Arjuna’s  grief was based on the assumption that he would be killing the elders and other  realtives by striking them with lethal weapons. Hence in order to remove his  grief the Lord points out the immortality and formlessness of the soul by  pointing out the inability of all the four elements of earth, water, fire and  air to destroy it. The body is perishable and possessed of a form; the soul is  everlasting and formless. Therefore, the soul can never be destroyed by the  elements of earth in the form of weapons or by the elements of water, fire and  air and so it is sheer ignorance to lament for it.

acchedyo'yam  adaahyo'yam akledyo'shoshya eva cha
    nityah  sarvagatah sthaanur achalo'yam sanaatanah // 2.24 //

This  Self cannot be cut, burnt, wetted or dried up. It is eternal, all-pervading,  stable, ancient and immovable.

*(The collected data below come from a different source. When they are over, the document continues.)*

//! Isolation-by-distance: Rousset's `a` regressed on log distance.
//!
//! For each pair of individuals `(i, j)` and each locus, with haplotype
//! alleles `X_i1, X_i2, X_j1, X_j2` and within-individual means `X̄_i, X̄_j`:
//!
//! ```text
//! SSw  = (X_i1 − X̄_i)² + (X_i2 − X̄_i)² + (X_j1 − X̄_j)² + (X_j2 − X̄_j)²
//! SSb  = (X̄_i − X̄..)² + (X̄_j − X̄..)²
//! D    = Σ_loci Σ_pairs SSw / (2P)
//! a_ij = Σ_loci (2·SSb − SSw) / 4 / D
//! ```
//!
//! `a` is then fitted against `ln d_ij` by ordinary least squares; the
//! neighbourhood size is `Nw = 1 / slope`.

use ndarray::{Array1, Array2};
use rand::rngs::StdRng;
use rand::{Rng, SeedableRng};
use serde::Serialize;
use std::path::Path;
use tracing::info;

use crate::config::TrainingConfig;
use crate::error::{IbdError, TrainResult};
use crate::genotype::{DistanceMetric, GenotypeMatrix, LocationMatrix, Phase, Polarization};
use crate::vcf;

// ---------------------------------------------------------------------------
// Results
// ---------------------------------------------------------------------------

/// Ordinary least-squares fit `y = intercept + slope · x`.
#[derive(Debug, Clone, Copy, PartialEq, Serialize)]
pub struct LineFit {
    /// Slope.
    pub slope: f64,
    /// Intercept.
    pub intercept: f64,
    /// Squared Pearson correlation.
    pub r2: f64,
}

/// Output of [`IbdEstimator::estimate`].
#[derive(Debug, Clone, PartialEq, Serialize)]
pub struct IbdResult {
    /// Individuals used after trimming padding.
    pub n: usize,
    /// `ln d_ij` per pair, pairs in `(0,1), (0,2), …, (n−2, n−1)` order.
    pub log_distances: Vec<f64>,
    /// Rousset's `a_ij` per pair, same order.
    pub similarities: Vec<f64>,
    /// Regression of similarity on log distance.
    pub fit: LineFit,
    /// Neighbourhood size `1 / slope`.
    pub nw: f64,
}

// ---------------------------------------------------------------------------
// IbdEstimator
// ---------------------------------------------------------------------------

/// Isolation-by-distance estimator.
#[derive(Debug, Clone, Copy, Default)]
pub struct IbdEstimator {
    metric: DistanceMetric,
}

impl IbdEstimator {
    /// Estimator measuring distances with `metric`.
    pub fn new(metric: DistanceMetric) -> Self {
        IbdEstimator { metric }
    }

    /// Distance metric in use.
    pub fn metric(&self) -> DistanceMetric {
        self.metric
    }

    /// Estimate `Nw`, slope and r² from genotypes and locations.
    ///
    /// Trailing all-zero genotype columns are treated as padding. Unphased
    /// heterozygotes are split into two haplotypes at random using `rng`.
    pub fn estimate(
        &self,
        genotypes: &GenotypeMatrix,
        locations: &LocationMatrix,
        rng: &mut StdRng,
    ) -> Result<IbdResult, IbdError> {
        let n = genotypes.effective_individuals();
        if n < 2 {
            return Err(IbdError::TooFewIndividuals { found: n });
        }
        if locations.n() < n {
            return Err(IbdError::SampleMismatch { genotypes: n, locations: locations.n() });
        }

        let haps = haplotypes(genotypes, n, rng)?;
        let similarities = rousset_a(&haps, n)?;

        let mut log_distances = Vec::with_capacity(similarities.len());
        for i in 0..n {
            for j in (i + 1)..n {
                let d = self.metric.distance(locations.point(i), locations.point(j));
                if !(d > 0.0) {
                    return Err(IbdError::ZeroDistance { i, j });
                }
                log_distances.push(d.ln());
            }
        }

        let fit = least_squares(&log_distances, &similarities)?;
        if fit.slope == 0.0 {
            return Err(IbdError::ZeroSlope);
        }
        let nw = 1.0 / fit.slope;
        info!(n, r2 = fit.r2, slope = fit.slope, nw, "isolation by distance");

        Ok(IbdResult { n, log_distances, similarities, fit, nw })
    }
}

// ---------------------------------------------------------------------------
// Replicates
// ---------------------------------------------------------------------------

/// One SNP draw of [`estimate_replicates`].
#[derive(Debug, Clone, PartialEq, Serialize)]
pub struct ReplicateEstimate {
    /// Zero-based replicate index.
    pub rep: usize,
    /// Estimate for this draw.
    pub result: IbdResult,
    /// Largest pairwise distance among the individuals used.
    pub sampling_width: f64,
}

/// Estimate IBD `config.num_reps` times on a VCF and its locations file.
///
/// Each replicate draws `config.num_snps` sites afresh, read with
/// `config.phase` and `config.polarize`. One generator seeded from
/// `config.seed` drives every draw, so the sequence of replicates is
/// reproducible while the replicates differ from one another.
pub fn estimate_replicates(
    vcf_path: &Path,
    locs_path: &Path,
    n: Option<usize>,
    config: &TrainingConfig,
    metric: DistanceMetric,
) -> TrainResult<Vec<ReplicateEstimate>> {
    let phase = Phase::try_from(config.phase)?;
    let polarization = Polarization::try_from(config.polarize)?;
    let estimator = IbdEstimator::new(metric);
    let mut rng = StdRng::seed_from_u64(config.seed);

    let mut reps = Vec::with_capacity(config.num_reps);
    for rep in 0..config.num_reps {
        let genos =
            vcf::read_genotypes_path(vcf_path, n, config.num_snps, phase, polarization, &mut rng)?;
        let locs = vcf::read_locations_path(locs_path, genos.n())?;
        let result = estimator.estimate(&genos, &locs, &mut rng)?;
        let sampling_width = locs.sampling_width(result.n, metric);
        reps.push(ReplicateEstimate { rep, result, sampling_width });
    }
    Ok(reps)
}

/// `num_snps × 2n` haplotype alleles as `f64`.
fn haplotypes(genotypes: &GenotypeMatrix, n: usize, rng: &mut StdRng) -> Result<Array2<f64>, IbdError> {
    let g = genotypes.view();
    let snps = g.nrows();
    let mut haps = Array2::<f64>::zeros((snps, 2 * n));
    match genotypes.phase() {
        Phase::Phased => {
            for s in 0..snps {
                for c in 0..2 * n {
                    let v = g[[s, c]];
                    if v > 1 {
                        return Err(IbdError::InvalidDosage { value: v, snp: s, individual: c / 2 });
                    }
                    haps[[s, c]] = f64::from(v);
                }
            }
        }
        Phase::Unphased => {
            // Individual-major so heterozygote draws match a column-wise pass.
            for i in 0..n {
                for s in 0..snps {
                    let (h1, h2) = match g[[s, i]] {
                        0 => (0.0, 0.0),
                        2 => (1.0, 1.0),
                        1 if rng.gen::<bool>() => (1.0, 0.0),
                        1 => (0.0, 1.0),
                        value => return Err(IbdError::InvalidDosage { value, snp: s, individual: i }),
                    };
                    haps[[s, 2 * i]] = h1;
                    haps[[s, 2 * i + 1]] = h2;
                }
            }
        }
    }
    Ok(haps)
}

/// Rousset's `a` for every pair, in upper-triangle order.
fn rousset_a(haps: &Array2<f64>, n: usize) -> Result<Vec<f64>, IbdError> {
    // Per individual and locus: mean allele and within-individual sum of
    // squares, which equals (h1 − h2)² / 2.
    let means: Vec<Array1<f64>> = (0..n)
        .map(|i| (&haps.column(2 * i) + &haps.column(2 * i + 1)) / 2.0)
        .collect();
    let within: Vec<Array1<f64>> = (0..n)
        .map(|i| (&haps.column(2 * i) - &haps.column(2 * i + 1)).mapv(|d| d * d / 2.0))
        .collect();

    let num_pairs = (n * (n - 1) / 2) as f64;
    let mut denominator = 0.0;
    let mut numerators = Vec::with_capacity(n * (n - 1) / 2);
    for i in 0..n {
        for j in (i + 1)..n {
            let ssw = &within[i] + &within[j];
            denominator += ssw.sum();
            // With X̄.. the pair mean, SSb reduces to (X̄_i − X̄_j)² / 2.
            let diff = &means[i] - &means[j];
            let two_ssb = diff.mapv(|d| d * d);
            numerators.push((two_ssb - ssw).sum() / 4.0);
        }
    }
    denominator /= 2.0 * num_pairs;
    if denominator == 0.0 {
        return Err(IbdError::ZeroDenominator);
    }
    Ok(numerators.into_iter().map(|num| num / denominator).collect())
}

/// Fit `y = intercept + slope · x` by least squares.
///
/// # Errors
///
/// [`IbdError::ZeroVariance`] when either input is constant.
pub fn least_squares(x: &[f64], y: &[f64]) -> Result<LineFit, IbdError> {
    let len = x.len().min(y.len()) as f64;
    let mx = x.iter().sum::<f64>() / len;
    let my = y.iter().sum::<f64>() / len;
    let (mut sxx, mut syy, mut sxy) = (0.0, 0.0, 0.0);
    for (&xi, &yi) in x.iter().zip(y) {
        sxx += (xi - mx) * (xi - mx);
        syy += (yi - my) * (yi - my);
        sxy += (xi - mx) * (yi - my);
    }
    if !(sxx > 0.0) {
        return Err(IbdError::ZeroVariance { quantity: "log distance" });
    }
    if !(syy > 0.0) {
        return Err(IbdError::ZeroVariance { quantity: "genetic similarity" });
    }
    let slope = sxy / sxx;
    Ok(LineFit { slope, intercept: my - slope * mx, r2: sxy * sxy / (sxx * syy) })
}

Continuing  the import of the previous verse, The Lord says that if a thing cannot be  annihilated by any means of destruction discovered by man such an object must  be everlasting.  Since the Self is  indestructible, It is necessarily everlasting. That which is everlasting or  eternal will pervade everywhere. All-pervading indicates that It has only itself  all around It and it is unconditioned by anything other than Itself.
That  which is eternal and all-pervading must be stable meaning no change can ever  happen to It.  That which is stable is  immovable.  Mobility or moving implies  the transfer of an object or person from one set of time and place to another  set of time and place where they were not there already.  Since Self is all-pervading there cannot be  any place or period of time where It was not there before.  As the Self is unconditioned by the concept  of time It is said to be ancient.

Sri  Bhagavan explains nature of immortal Self in a variety of ways giving several  illustrations in order that the underlying idea can be grasped by everybody.

avyakto'yam  achintyo'yam avikaaryo'yam uchyate
    tasmaad  evam viditwainam naanushochitum arhasi // 2.25 //

The  Self is unmanifest, unthinkable and unchangeable. Therefore, knowing it to be as  such, you should not grieve.

The  Self is not an object of perception.  It cannot  be perceived by any one of the senses. Therefore, it is unmanifest. The mind  can think only about an object perceived by the senses. As the Self cannot be  perceived by the senses, It is unthinkable and beyond comprehension.. As the  Self is infinite and without any form it cannot undergo any change.  Hence It is changeless or immutable.

Arjuna's  grief is misplaced as the Self cannot be hurt or slain. Forms may change;  things may come and go but that which remains behind them all is for ever. The  Lord, therefore, advises Arjuna not to grieve on that account and he should not  think that he is the slayer and that the others are slain by him.

IN THE NEXT TWO VERSES THE LORD  SHOWS THAT IT IS IMPROPER TO GRIEVE FOR THE SOUL EVEN IF IT IS ASSUMED TO BE  SUBJECT TO BIRTH AND DEATH.

atha  chainam nityajaatam nityam vaa manyase mritam
    tathaapi  twam mahaabaaho nainam shochitum arhasi // 2.26 //

But  even if you think of it as being perpetually born and perpetually dying, even  then, O Mighty Armed (Arjuna), you should not grieve.

Sri  Krishna, for the sake of argument, takes up the popular assumption here.  Granting that the Self is again and again  born whenever a body comes into being and again and again dies whenever the  body dies, even then one should not grieve, because birth is inevitable to that  which dies and death is inevitable to that which is born.  This is the inexorable law of the nature. As  such, the occasion that Arjuna faces is not the one for lament.

jaatasya  hi dhruvo mrityur dhruvam janma mritasya cha
    tasmaad  aparihaarye'rthe natwam shochitum arhasi // 2.27 //

Death  is sure to happen to that which is born. Birth is sure to happen to that which dies.  Birth and death are certainly  unavoidable.  Therefore you should not  grieve over an inevitable occurrence.

Here  Krishna continues to view the whole situation from the materialistic  angle.  Even from this stand point, if  life is a constant flow of appearances and disappearances one should not shed  tears over the unavoidable.